What the data suggests, given the variation is so wide in one single industry, is that any ‘‘three months’ salary’’ rule of thumb can’t easily be applied when deciding your marketing investment. Marketing spend is better determined by your appetite for growth, the market targeted and ongoing measurement of marketing activity.
Like any investment decision, risk profile is a key component. Some tech firms are trying to build their company as fast as possible to gain a dominant position in a new market, or trying to attract another firm to acquire them.
Others are more about growing existing customers and only incrementally adding new business, making for a different marketing investment profile.
Clarity about your market gives you the confidence to invest. How large is it, how many customers are available in a given year, what sales channels would you use, how easily can you promote your product to decision-makers?
The more you understand these factors the better you can decide what to spend on getting a product to market.
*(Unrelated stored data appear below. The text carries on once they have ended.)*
//! Windows capture stack: DXGI desktop duplication, GDI `BitBlt`
//! fallback, monitor enumeration and cursor queries.
//!
//! All unsafe FFI is confined to this module tree.

mod cursor;
mod displays;
mod dxgi;
mod gdi;

pub use cursor::WindowsCursor;
pub use displays::WindowsDisplays;
pub use dxgi::{DxgiOutput, DxgiOutputFactory};
pub use gdi::GdiBackend;
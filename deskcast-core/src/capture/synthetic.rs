//! Deterministic test-pattern capture.
//!
//! Renders a static gradient with a block that moves a fixed step every
//! capture. Works on every platform, so the agent and the pipeline can
//! run without a real desktop.

use async_trait::async_trait;

use crate::capture::{CaptureBackend, CaptureResult, CapturedFrame};
use crate::display::{DisplayInfo, StaticDisplays};
use crate::types::{Frame, MonitorArea, PixelFormat};

const BLOCK_SIZE: u32 = 64;
const STEP: u32 = 8;

/// Moving-block pattern generator.
pub struct SyntheticBackend {
    captures: u64,
    background: Option<Frame>,
}

impl Default for SyntheticBackend {
    fn default() -> Self {
        Self::new()
    }
}

impl SyntheticBackend {
    pub fn new() -> Self {
        Self {
            captures: 0,
            background: None,
        }
    }

    /// Number of frames produced so far.
    pub fn captures(&self) -> u64 {
        self.captures
    }
}

#[async_trait]
impl CaptureBackend for SyntheticBackend {
    async fn capture(&mut self, display: &DisplayInfo, _capture_cursor: bool) -> CaptureResult {
        let MonitorArea { width, height, .. } = display.monitor_area;
        if width == 0 || height == 0 {
            return CaptureResult::failed(format!("display {} has no area", display.device_name));
        }

        let background = match self.background.take() {
            Some(bg) if bg.width == width && bg.height == height => bg,
            _ => render_background(width, height),
        };
        let mut frame = background.clone();
        frame.timestamp = std::time::Instant::now();
        self.background = Some(background);

        let step = self.captures;

        let block_w = BLOCK_SIZE.min(width);
        let block_h = BLOCK_SIZE.min(height);
        let span_x = (width - block_w + 1) as u64;
        let span_y = (height - block_h + 1) as u64;
        let left = (step * STEP as u64 % span_x) as u32;
        let top = (step * STEP as u64 / span_x % span_y) as u32;

        for y in top..top + block_h {
            let row = frame.row_pixels_mut(y);
            for px in row[left as usize * 4..(left + block_w) as usize * 4].chunks_exact_mut(4) {
                px.copy_from_slice(&[0xF0, 0xF0, 0xF0, 0xFF]);
            }
        }

        self.captures += 1;
        CaptureResult::Captured(CapturedFrame::cpu(frame))
    }

    fn name(&self) -> &'static str {
        "synthetic"
    }
}

fn render_background(width: u32, height: u32) -> Frame {
    let mut bg = Frame::filled(width, height, PixelFormat::Bgra8, 0xFF);
    for y in 0..height {
        for (x, px) in bg.row_pixels_mut(y).chunks_exact_mut(4).enumerate() {
            px[0] = (x as u32 * 255 / width) as u8;
            px[1] = (y * 255 / height) as u8;
            px[2] = 0x30;
        }
    }
    bg
}

/// Display source with a single 1920×1080 primary display.
pub fn synthetic_displays() -> StaticDisplays {
    StaticDisplays::new(vec![DisplayInfo {
        device_name: "SYNTHETIC1".to_string(),
        display_name: "Synthetic Display".to_string(),
        monitor_area: MonitorArea::new(0, 0, 1920, 1080),
        is_primary: true,
        scale_factor: 1.0,
    }])
}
Ultimately you want to develop a model to understand the return on the cost of acquiring any customers. For example, popular in software-as-a-service businesses is a ‘months to customer profitability’ metric, where they can calculate how many months of revenue are required to pay back the investment they have made in acquiring them.
However, even building a picture of what your marketing activity is generating is a good start in proving marketing’s value to the owners or managers holding the purse strings.
How many marketing leads did a trade show produce, and how many of those converted through to qualified sales leads and ultimately customers? What are your online promotions producing in terms of web visits and converted leads?
These measures start to become meaningful when you can start tracking prospective customers through their buying cycle. From the time they initially ‘touched’ your company, for example through an online advertisement, through to the point where they become a real lead, e.g. they fill out a landing page form on your website.
Finally you need a connection with the sales team and visibility to their sales process, so you can clearly identify where any final sales were initially generated from marketing. Investing in marketing is less meaningful than finding true love and sealing it with an expensive ring, but it still pays to be smart about it. Don’t listen to all the noise telling you what to spend, do the work to understand your market and keep measuring your marketing activities to understand the customer love they are generating.